When upserting larger amounts of data, it is recommended to upsert records in large batches. This should be as large as possible (up to 1000 records) without exceeding the maximum request size of 2MB. To understand the number of records you can fit into one batch, refer to the Upsert limits section.

Send upserts in parallel

Send multiple upserts in parallel to help increase throughput.

Standard Pinecone clients

Using the standard Pinecone clients, all vector operations block until the response has been received. However, they can be made asynchronous by creating a pool of threads setting pool_threads during client initialization and passing async_req to the upsert operation. For the batch upsert example above, this would be done as follows:

gRPC Python client

The gRPC version of the Python client can provide higher upsert speeds than the standard client. Through multiplexing, gRPC is able to handle large amounts of requests in parallel without slowing down the rest of the system (HoL blocking), unlike REST. Moreover, you can pass various retry strategies to the gRPC client, including exponential backoffs.

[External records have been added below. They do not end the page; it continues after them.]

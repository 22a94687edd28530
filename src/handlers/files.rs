use axum::extract::{Multipart, State};
use axum::http::StatusCode;
use axum::{Form, Json};

use super::records::DeleteParams;
use crate::error::{AppError, Result};
use crate::state::AppState;

/// Multipart upload: field `file` carries the payload, the optional field
/// `id` names the user (absent means the empty user id). The coarse
/// category stored on the entry is the major part of the content type.
pub(crate) async fn upload_file(
    State(state): State<AppState>,
    mut multipart: Multipart,
) -> Result<(StatusCode, Json<String>)> {
    let mut user_id = String::new();
    let mut payload: Option<(String, String, Vec<u8>)> = None;

    while let Some(field) = multipart.next_field().await? {
        let name = field.name().map(|n| n.to_owned());
        match name.as_deref() {
            Some("id") => user_id = field.text().await?,
            Some("file") => {
                let file_name = field
                    .file_name()
                    .map(|f| f.to_owned())
                    .ok_or(AppError::MissingField("file"))?;
                let content_type = match field.content_type() {
                    Some(ct) if !ct.is_empty() => ct.to_owned(),
                    _ => mime_guess::from_path(&file_name)
                        .first_or_octet_stream()
                        .to_string(),
                };
                let bytes = field.bytes().await?.to_vec();
                payload = Some((file_name, content_type, bytes));
            }
            _ => (),
        }
    }

    let (file_name, content_type, bytes) = payload.ok_or(AppError::MissingField("file"))?;
    let category = content_type.split('/').next().unwrap_or_default().to_owned();

    tracing::info!(
        "uploading {file_name} ({content_type}, {} bytes) for user {user_id:?}",
        bytes.len()
    );
    let url = state
        .transfer
        .upload_file(&user_id, &category, &file_name, bytes, &content_type)
        .await?;

    Ok((StatusCode::CREATED, Json(url)))
}

pub(crate) async fn delete_file(
    State(state): State<AppState>,
    Form(params): Form<DeleteParams>,
) -> Result<Json<bool>> {
    let (user_id, url) = params.require()?;
    Ok(Json(state.transfer.delete_file(&user_id, &url).await?))
}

To install the gRPC version of the client:

Shell
pip install "pinecone-client[grpc]"

To use the gRPC client, import the pinecone.grpc subpackage and target an index as usual:

Python
from pinecone.grpc import PineconeGRPC as Pinecone

pc = Pinecone(api_key='YOUR_API_KEY')  # This is gRPC client aliased as "Pinecone"
index = pc.Index('example-index')

To launch multiple read and write requests in parallel, pass async_req to the upsert operation:

Python
def chunker(seq, batch_size):
  return (seq[pos:pos + batch_size] for pos in range(0, len(seq), batch_size))

async_results = [
  index.upsert(vectors=chunk, async_req=True)
  for chunk in chunker(data, batch_size=200)
]

# Wait for and retrieve responses (in case of error)
[async_result.result() for async_result in async_results]

It is possible to get write-throttled faster when upserting using the gRPC client. If you see this often, we recommend you use a backoff algorithm(e.g., exponential backoffs)
while upserting.

The syntax for upsert, query, fetch, and delete with the gRPC client remain the same as the standard client.

Upsert a dataset as a dataframe

To quickly ingest data when using the Python client, use the upsert_from_dataframe method. The method includes retry logic andbatch_size, and is performant especially with Parquet file data sets.

The following example upserts the uora_all-MiniLM-L6-bm25 dataset as a dataframe.

Python
from pinecone import Pinecone, ServerlessSpec
from pinecone_datasets import list_datasets, load_dataset

pc = Pinecone(api_key="API_KEY")

dataset = load_dataset("quora_all-MiniLM-L6-bm25")

pc.create_index(
  name="my-index",
  dimension=384,
  metric="cosine",
  spec=ServerlessSpec(
    cloud="aws",
    region="us-east-1"
  )
)

index = pc.Index("my-index")

index.upsert_from_dataframe(dataset.drop(columns=["blob"]))

Troubleshoot index fullness errors

Serverless indexes automatically scale as needed.

However, pod-based indexes can run out of capacity. When that happens, upserting new records will fail with the following error:

console
Index is full, cannot accept data.

While a full pod-based index can still serve queries, you need to scale your index to accommodate more records.